[[ Given information open ]]

//! # Dispatch loop: event queue drain and subscriber fan-out.
//!
//! The dispatch loop is one of the manager's two long-lived tasks. It parks
//! on the event queue's wake signal, and on every wake-up drains the whole
//! queue in FIFO order, delivering each event to the mailboxes of its type's
//! subscribers.
//!
//! ```text
//! emit(event) ── push + signal ──► [event queue]
//!                                       │ drain (FIFO)
//!                                       ▼
//!                              routing snapshot by type
//!                         ┌───────────┼───────────┐
//!                         ▼           ▼           ▼
//!                    mailbox S1   mailbox S2   mailbox SN
//!                 (emitter's own mailbox skipped)
//! ```
//!
//! ## Rules
//! - Events of one type reach subscribers in subscription order; events are
//!   dispatched in emission order.
//! - An event is never echoed back to its own emitter.
//! - The routing lock is released before any delivery; a slow mailbox only
//!   costs its own queue lock.
//! - Cancellation wakes the park immediately; the backlog is drained once
//!   more before the loop exits.

use std::collections::VecDeque;
use std::sync::{Arc, Mutex, MutexGuard, PoisonError, Weak};

use tokio::sync::Notify;
use tokio_util::sync::CancellationToken;

use crate::error::LoopSide;
use crate::events::Event;

use super::manager::ManagerInner;

/// FIFO of events awaiting dispatch, with a wake signal.
///
/// The signal retains one permit when nobody is parked, so events queued
/// before the loop starts (or between drains) are picked up on the next wait.
#[derive(Default)]
pub(crate) struct EventQueue {
    queue: Mutex<VecDeque<Arc<Event>>>,
    signal: Notify,
}

impl EventQueue {
    /// Appends an event and wakes the dispatch loop.
    pub(crate) fn push(&self, event: Arc<Event>) {
        self.lock().push_back(event);
        self.signal.notify_one();
    }

    /// Pops the oldest queued event.
    pub(crate) fn pop(&self) -> Option<Arc<Event>> {
        self.lock().pop_front()
    }

    /// Parks until the next wake signal.
    pub(crate) async fn wait(&self) {
        self.signal.notified().await;
    }

    fn lock(&self) -> MutexGuard<'_, VecDeque<Arc<Event>>> {
        self.queue.lock().unwrap_or_else(PoisonError::into_inner)
    }
}

/// Body of the dispatch loop task.
///
/// Holds the manager state only weakly: when the last external handle is
/// dropped the upgrade fails and the loop winds down on its own.
pub(crate) async fn run(
    inner: Weak<ManagerInner>,
    events: Arc<EventQueue>,
    token: CancellationToken,
) {
    match inner.upgrade() {
        Some(strong) => strong.mark_running(LoopSide::Dispatch, true),
        None => return,
    }

    loop {
        let stopping = tokio::select! {
            _ = token.cancelled() => true,
            _ = events.wait() => false,
        };

        let Some(strong) = inner.upgrade() else { break };
        while let Some(event) = events.pop() {
            dispatch_one(&strong, &event);
        }
        drop(strong);

        if stopping {
            break;
        }
    }

    if let Some(strong) = inner.upgrade() {
        strong.mark_running(LoopSide::Dispatch, false);
    }
}

/// Fans one event out to the subscribers of its type.
///
/// Takes a snapshot of the routing entry, so no manager lock is held while
/// mailboxes are filled. The subscriber whose id matches the event's emitter
/// is skipped (self-echo suppression).
fn dispatch_one(inner: &ManagerInner, event: &Arc<Event>) {
    let subscribers = inner.routing.subscribers_of(event.event_type());
    let emitter = event.emitter();

    for subscriber in subscribers {
        if emitter == Some(subscriber.endpoint().id()) {
            continue;
        }
        subscriber.endpoint().deliver(Arc::clone(event));
    }
}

[[ Given information closed ]]

Repeat each record word for word. Do not leave any out.

Response to this exercise:
//! # Dispatch loop: event queue drain and subscriber fan-out.
//!
//! The dispatch loop is one of the manager's two long-lived tasks. It parks
//! on the event queue's wake signal, and on every wake-up drains the whole
//! queue in FIFO order, delivering each event to the mailboxes of its type's
//! subscribers.
//!
//! ```text
//! emit(event) ── push + signal ──► [event queue]
//!                                       │ drain (FIFO)
//!                                       ▼
//!                              routing snapshot by type
//!                         ┌───────────┼───────────┐
//!                         ▼           ▼           ▼
//!                    mailbox S1   mailbox S2   mailbox SN
//!                 (emitter's own mailbox skipped)
//! ```
//!
//! ## Rules
//! - Events of one type reach subscribers in subscription order; events are
//!   dispatched in emission order.
//! - An event is never echoed back to its own emitter.
//! - The routing lock is released before any delivery; a slow mailbox only
//!   costs its own queue lock.
//! - Cancellation wakes the park immediately; the backlog is drained once
//!   more before the loop exits.

use std::collections::VecDeque;
use std::sync::{Arc, Mutex, MutexGuard, PoisonError, Weak};

use tokio::sync::Notify;
use tokio_util::sync::CancellationToken;

use crate::error::LoopSide;
use crate::events::Event;

use super::manager::ManagerInner;

/// FIFO of events awaiting dispatch, with a wake signal.
///
/// The signal retains one permit when nobody is parked, so events queued
/// before the loop starts (or between drains) are picked up on the next wait.
#[derive(Default)]
pub(crate) struct EventQueue {
    queue: Mutex<VecDeque<Arc<Event>>>,
    signal: Notify,
}

impl EventQueue {
    /// Appends an event and wakes the dispatch loop.
    pub(crate) fn push(&self, event: Arc<Event>) {
        self.lock().push_back(event);
        self.signal.notify_one();
    }

    /// Pops the oldest queued event.
    pub(crate) fn pop(&self) -> Option<Arc<Event>> {
        self.lock().pop_front()
    }

    /// Parks until the next wake signal.
    pub(crate) async fn wait(&self) {
        self.signal.notified().await;
    }

    fn lock(&self) -> MutexGuard<'_, VecDeque<Arc<Event>>> {
        self.queue.lock().unwrap_or_else(PoisonError::into_inner)
    }
}

/// Body of the dispatch loop task.
///
/// Holds the manager state only weakly: when the last external handle is
/// dropped the upgrade fails and the loop winds down on its own.
pub(crate) async fn run(
    inner: Weak<ManagerInner>,
    events: Arc<EventQueue>,
    token: CancellationToken,
) {
    match inner.upgrade() {
        Some(strong) => strong.mark_running(LoopSide::Dispatch, true),
        None => return,
    }

    loop {
        let stopping = tokio::select! {
            _ = token.cancelled() => true,
            _ = events.wait() => false,
        };

        let Some(strong) = inner.upgrade() else { break };
        while let Some(event) = events.pop() {
            dispatch_one(&strong, &event);
        }
        drop(strong);

        if stopping {
            break;
        }
    }

    if let Some(strong) = inner.upgrade() {
        strong.mark_running(LoopSide::Dispatch, false);
    }
}

/// Fans one event out to the subscribers of its type.
///
/// Takes a snapshot of the routing entry, so no manager lock is held while
/// mailboxes are filled. The subscriber whose id matches the event's emitter
/// is skipped (self-echo suppression).
fn dispatch_one(inner: &ManagerInner, event: &Arc<Event>) {
    let subscribers = inner.routing.subscribers_of(event.event_type());
    let emitter = event.emitter();

    for subscriber in subscribers {
        if emitter == Some(subscriber.endpoint().id()) {
            continue;
        }
        subscriber.endpoint().deliver(Arc::clone(event));
    }
}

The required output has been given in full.